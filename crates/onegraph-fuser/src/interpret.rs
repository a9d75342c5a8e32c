//! Graph Interpreter
//!
//! Executes a graph node by node with the reference kernels. Fusion group
//! nodes run through their partition executor; `if` nodes run the branch
//! selected by their condition. Inplace nodes compute their result and
//! write it through the storage of their first input, so every alias of
//! that input observes the mutation.
//!
//! @version 0.1.0
//! @author `AutomataNexus` Development Team

use onegraph_tensor::kernels::{self, BinaryOp};
use onegraph_tensor::shape::normalize_dim;
use onegraph_tensor::Tensor;

use crate::error::{FuseError, FuseResult};
use crate::ir::{BlockId, Graph, NodeId, Op, ValueId};
use crate::value::RtValue;

/// Callback invoked with every value the interpreter produces.
pub type Observer<'a> = dyn FnMut(ValueId, &RtValue) + 'a;

/// Executes graphs with the reference kernels.
pub struct Interpreter<'a> {
    graph: &'a Graph,
    observer: Option<&'a mut Observer<'a>>,
}

impl<'a> Interpreter<'a> {
    /// Creates an interpreter for a graph.
    pub fn new(graph: &'a Graph) -> Self {
        Self {
            graph,
            observer: None,
        }
    }

    /// Reports every graph input and node output to `observer`.
    pub fn with_observer(mut self, observer: &'a mut Observer<'a>) -> Self {
        self.observer = Some(observer);
        self
    }

    /// Runs the graph and returns its outputs.
    pub fn run(&mut self, inputs: &[RtValue]) -> FuseResult<Vec<RtValue>> {
        let graph = self.graph;
        if inputs.len() != graph.inputs().len() {
            return Err(FuseError::InputCount {
                expected: graph.inputs().len(),
                found: inputs.len(),
            });
        }
        let mut env: Vec<Option<RtValue>> = vec![None; graph.num_values()];
        for (&id, value) in graph.inputs().iter().zip(inputs) {
            self.observe(id, value);
            env[id.index()] = Some(value.clone());
        }
        self.exec_block(graph.top_block(), &mut env)?;
        graph.outputs().iter().map(|&v| lookup(&env, v).cloned()).collect()
    }

    fn observe(&mut self, id: ValueId, value: &RtValue) {
        if let Some(observer) = self.observer.as_mut() {
            observer(id, value);
        }
    }

    fn exec_block(&mut self, block: BlockId, env: &mut [Option<RtValue>]) -> FuseResult<()> {
        for &node in self.graph.block_nodes(block) {
            self.exec_node(node, env)?;
        }
        Ok(())
    }

    fn exec_node(&mut self, id: NodeId, env: &mut [Option<RtValue>]) -> FuseResult<()> {
        let graph = self.graph;
        let node = graph.node(id);
        let inputs: Vec<RtValue> = node
            .inputs()
            .iter()
            .map(|&v| lookup(env, v).cloned())
            .collect::<FuseResult<_>>()?;

        let outputs = match &node.op {
            Op::If => {
                let taken = if inputs[0].as_bool()? { 0 } else { 1 };
                let block = *node
                    .blocks()
                    .get(taken)
                    .ok_or_else(|| FuseError::invalid_graph("if node without both branches"))?;
                self.exec_block(block, env)?;
                graph
                    .block_returns(block)
                    .iter()
                    .map(|&v| lookup(env, v).cloned())
                    .collect::<FuseResult<Vec<_>>>()?
            }
            Op::FusionGroup(group) => group.run(&inputs)?,
            op => eval_op(op, &inputs)?,
        };

        if outputs.len() != node.outputs().len() {
            return Err(FuseError::runtime(format!(
                "{} produced {} values for {} outputs",
                node.op.name(),
                outputs.len(),
                node.outputs().len()
            )));
        }
        for (&id, value) in node.outputs().iter().zip(outputs) {
            self.observe(id, &value);
            env[id.index()] = Some(value);
        }
        Ok(())
    }
}

/// Runs a graph with the reference kernels.
pub fn run_graph(graph: &Graph, inputs: &[RtValue]) -> FuseResult<Vec<RtValue>> {
    Interpreter::new(graph).run(inputs)
}

fn lookup(env: &[Option<RtValue>], id: ValueId) -> FuseResult<&RtValue> {
    env.get(id.index())
        .and_then(Option::as_ref)
        .ok_or_else(|| FuseError::runtime(format!("value {id} read before it was computed")))
}

// =============================================================================
// Operator Evaluation
// =============================================================================

fn tensor_arg(inputs: &[RtValue], i: usize) -> FuseResult<&Tensor> {
    inputs
        .get(i)
        .ok_or_else(|| FuseError::runtime(format!("missing input {i}")))?
        .as_tensor()
}

fn optional_tensor(inputs: &[RtValue], i: usize) -> Option<&Tensor> {
    inputs.get(i).and_then(RtValue::tensor)
}

fn static_or_runtime_shape(shape: &Option<Vec<i64>>, inputs: &[RtValue]) -> FuseResult<Vec<i64>> {
    match shape {
        Some(shape) => Ok(shape.clone()),
        None => inputs
            .get(1)
            .ok_or_else(|| FuseError::runtime("missing runtime shape"))?
            .as_ints(),
    }
}

/// Writes `result` through the storage of `base` and returns the base alias.
fn write_inplace(base: &Tensor, result: &Tensor) -> FuseResult<RtValue> {
    if result.shape() != base.shape() {
        return Err(FuseError::runtime(format!(
            "inplace result of shape {:?} does not fit base of shape {:?}",
            result.shape(),
            base.shape()
        )));
    }
    base.assign(&result.to_vec())?;
    Ok(RtValue::Tensor(base.clone()))
}

/// Evaluates one operator on runtime values with the reference kernels.
pub(crate) fn eval_op(op: &Op, inputs: &[RtValue]) -> FuseResult<Vec<RtValue>> {
    let tensor = |t: Tensor| -> FuseResult<Vec<RtValue>> { Ok(vec![RtValue::Tensor(t)]) };
    match op {
        Op::Constant(value) => Ok(vec![RtValue::from(value)]),
        Op::Conv2d(params) => tensor(kernels::conv2d(
            tensor_arg(inputs, 0)?,
            tensor_arg(inputs, 1)?,
            optional_tensor(inputs, 2),
            params,
        )?),
        Op::Linear => tensor(kernels::linear(
            tensor_arg(inputs, 0)?,
            tensor_arg(inputs, 1)?,
            optional_tensor(inputs, 2),
        )?),
        Op::MatMul => tensor(kernels::matmul(tensor_arg(inputs, 0)?, tensor_arg(inputs, 1)?)?),
        Op::Bmm => tensor(kernels::bmm(tensor_arg(inputs, 0)?, tensor_arg(inputs, 1)?)?),
        Op::BatchNorm { eps } => tensor(kernels::batch_norm(
            tensor_arg(inputs, 0)?,
            tensor_arg(inputs, 1)?,
            tensor_arg(inputs, 2)?,
            optional_tensor(inputs, 3),
            optional_tensor(inputs, 4),
            *eps,
        )?),
        Op::LayerNorm { normalized_shape, eps } => {
            let (shape, affine_at) = match normalized_shape {
                Some(shape) => (shape.clone(), 1),
                None => {
                    let dims = static_or_runtime_shape(&None, inputs)?;
                    let dims = dims
                        .into_iter()
                        .map(|d| usize::try_from(d).map_err(|_| FuseError::runtime(format!("negative layer_norm dim {d}"))))
                        .collect::<FuseResult<Vec<_>>>()?;
                    (dims, 2)
                }
            };
            tensor(kernels::layer_norm(
                tensor_arg(inputs, 0)?,
                &shape,
                optional_tensor(inputs, affine_at),
                optional_tensor(inputs, affine_at + 1),
                *eps,
            )?)
        }
        Op::Softmax { dim } => tensor(kernels::softmax(tensor_arg(inputs, 0)?, *dim)?),
        Op::Mean { dims, keepdim } => tensor(kernels::mean(tensor_arg(inputs, 0)?, dims, *keepdim)?),
        Op::Cat { dim } => {
            let parts = inputs
                .iter()
                .map(|v| v.as_tensor().cloned())
                .collect::<FuseResult<Vec<_>>>()?;
            tensor(kernels::cat(&parts, *dim)?)
        }
        Op::MaxPool2d(params) => tensor(kernels::max_pool2d(tensor_arg(inputs, 0)?, params)?),
        Op::AvgPool2d {
            params,
            count_include_pad,
        } => tensor(kernels::avg_pool2d(tensor_arg(inputs, 0)?, params, *count_include_pad)?),
        Op::AdaptiveAvgPool2d { output_size } => {
            tensor(kernels::adaptive_avg_pool2d(tensor_arg(inputs, 0)?, *output_size)?)
        }
        Op::Unary { op, inplace } => {
            let x = tensor_arg(inputs, 0)?;
            let y = kernels::unary(x, *op)?;
            if *inplace {
                Ok(vec![write_inplace(x, &y)?])
            } else {
                tensor(y)
            }
        }
        Op::Clamp { min, max, inplace } => {
            let x = tensor_arg(inputs, 0)?;
            let y = kernels::clamp(x, *min, *max)?;
            if *inplace {
                Ok(vec![write_inplace(x, &y)?])
            } else {
                tensor(y)
            }
        }
        Op::Binary { op, inplace } => {
            let (lhs, rhs) = match inputs {
                [lhs, rhs] => (lhs, rhs),
                _ => return Err(FuseError::runtime("binary op expects two operands")),
            };
            let result = match (lhs, rhs) {
                (RtValue::Tensor(a), RtValue::Tensor(b)) => kernels::binary(a, b, *op)?,
                (RtValue::Tensor(a), s) => kernels::binary_scalar(a, s.as_scalar()? as f32, *op, false)?,
                (s, RtValue::Tensor(b)) => kernels::binary_scalar(b, s.as_scalar()? as f32, *op, true)?,
                (a, b) => {
                    let value = op.apply(a.as_scalar()? as f32, b.as_scalar()? as f32);
                    return Ok(vec![if *op == BinaryOp::Gt {
                        RtValue::Bool(value != 0.0)
                    } else {
                        RtValue::Float(f64::from(value))
                    }]);
                }
            };
            match (inplace, lhs) {
                (true, RtValue::Tensor(base)) => Ok(vec![write_inplace(base, &result)?]),
                (true, _) => Err(FuseError::runtime("inplace binary op on a scalar")),
                (false, _) => tensor(result),
            }
        }
        Op::View { shape } => {
            let target = static_or_runtime_shape(shape, inputs)?;
            tensor(tensor_arg(inputs, 0)?.view(&target)?)
        }
        Op::Reshape { shape } => {
            let target = static_or_runtime_shape(shape, inputs)?;
            tensor(tensor_arg(inputs, 0)?.reshape(&target)?)
        }
        Op::Permute { dims } => tensor(tensor_arg(inputs, 0)?.permute(dims)?),
        Op::Transpose { dim0, dim1 } => tensor(tensor_arg(inputs, 0)?.transpose(*dim0, *dim1)?),
        Op::Contiguous { layout } => tensor(tensor_arg(inputs, 0)?.contiguous(*layout)),
        Op::Select { dim, index } => tensor(tensor_arg(inputs, 0)?.select(*dim, *index)?),
        Op::Size { dim } => {
            let x = tensor_arg(inputs, 0)?;
            let value = match dim {
                Some(d) => RtValue::Int(x.shape()[normalize_dim(*d, x.ndim())?] as i64),
                None => RtValue::Ints(x.shape().iter().map(|&s| s as i64).collect()),
            };
            Ok(vec![value])
        }
        Op::ListConstruct => {
            let ints: Option<Vec<i64>> = inputs
                .iter()
                .map(|v| match v {
                    RtValue::Int(i) => Some(*i),
                    _ => None,
                })
                .collect();
            Ok(vec![match ints {
                Some(ints) => RtValue::Ints(ints),
                None => RtValue::List(inputs.to_vec()),
            }])
        }
        Op::To { dtype } => tensor(tensor_arg(inputs, 0)?.to_dtype(*dtype)?),
        Op::QuantizePerTensor {
            scale,
            zero_point,
            dtype,
        } => tensor(kernels::quantize_per_tensor(tensor_arg(inputs, 0)?, *scale, *zero_point, *dtype)?),
        Op::QuantizePerChannel {
            scales,
            zero_points,
            axis,
            dtype,
        } => tensor(kernels::quantize_per_channel(
            tensor_arg(inputs, 0)?,
            scales,
            zero_points,
            *axis,
            *dtype,
        )?),
        Op::Dequantize => tensor(kernels::dequantize(tensor_arg(inputs, 0)?)?),
        Op::If | Op::FusionGroup(_) => Err(FuseError::runtime(format!(
            "{} cannot be evaluated as a single operator",
            op.name()
        ))),
    }
}

// =============================================================================
// Tests
// =============================================================================
//! Graph Queries
//!
//! Inspection helpers over a fused graph: the installed fusion groups,
//! operator counts inside and outside them, and ordered pattern checks.
//!
//! @version 0.1.0
//! @author `AutomataNexus` Development Team

use std::sync::Arc;

use crate::group::FusionGroup;
use crate::ir::{Graph, Op, OpKind};

/// Returns the fusion groups of a graph ordered by creation.
pub fn fusion_groups(graph: &Graph) -> Vec<Arc<FusionGroup>> {
    let mut groups: Vec<Arc<FusionGroup>> = graph
        .all_nodes()
        .into_iter()
        .filter_map(|n| match &graph.node(n).op {
            Op::FusionGroup(group) => Some(Arc::clone(group)),
            _ => None,
        })
        .collect();
    groups.sort_by_key(|g| g.index());
    groups
}

/// Returns the number of fusion groups.
pub fn count_fusion_groups(graph: &Graph) -> usize {
    count_kind(graph, OpKind::FusionGroup, false)
}

/// Counts nodes of `kind`, optionally including fusion group bodies.
pub fn count_kind(graph: &Graph, kind: OpKind, consider_subgraphs: bool) -> usize {
    graph
        .all_nodes()
        .into_iter()
        .map(|n| {
            let node = graph.node(n);
            let own = usize::from(node.kind() == kind);
            let nested = match &node.op {
                Op::FusionGroup(group) if consider_subgraphs => count_kind(group.subgraph(), kind, true),
                _ => 0,
            };
            own + nested
        })
        .sum()
}

/// Returns true if any fusion group contains an operator of `kind`.
pub fn appears_in_fusion_group(graph: &Graph, kind: OpKind) -> bool {
    fusion_groups(graph)
        .iter()
        .any(|g| g.op_sequence().contains(&kind))
}

/// Returns true if every operator of the given kinds sits inside a fusion group.
pub fn fully_fused(graph: &Graph, kinds: &[OpKind]) -> bool {
    kinds
        .iter()
        .all(|&k| count_kind(graph, k, false) == 0 && appears_in_fusion_group(graph, k))
}

fn is_subsequence(pattern: &[OpKind], sequence: &[OpKind]) -> bool {
    let mut it = sequence.iter();
    pattern.iter().all(|p| it.any(|k| k == p))
}

/// Checks that pattern `i` occurs, in order, in the operator sequence of
/// fusion group `i`.
pub fn check_patterns(graph: &Graph, patterns: &[Vec<OpKind>]) -> bool {
    let groups = fusion_groups(graph);
    groups.len() >= patterns.len()
        && patterns
            .iter()
            .zip(&groups)
            .all(|(pattern, group)| is_subsequence(pattern, group.op_sequence()))
}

# ABOUT THIS EXERCISE
Show each line of the data that contains the string "parts".

# EXERCISE SOLUTION
            let parts = inputs
            tensor(kernels::cat(&parts, *dim)?)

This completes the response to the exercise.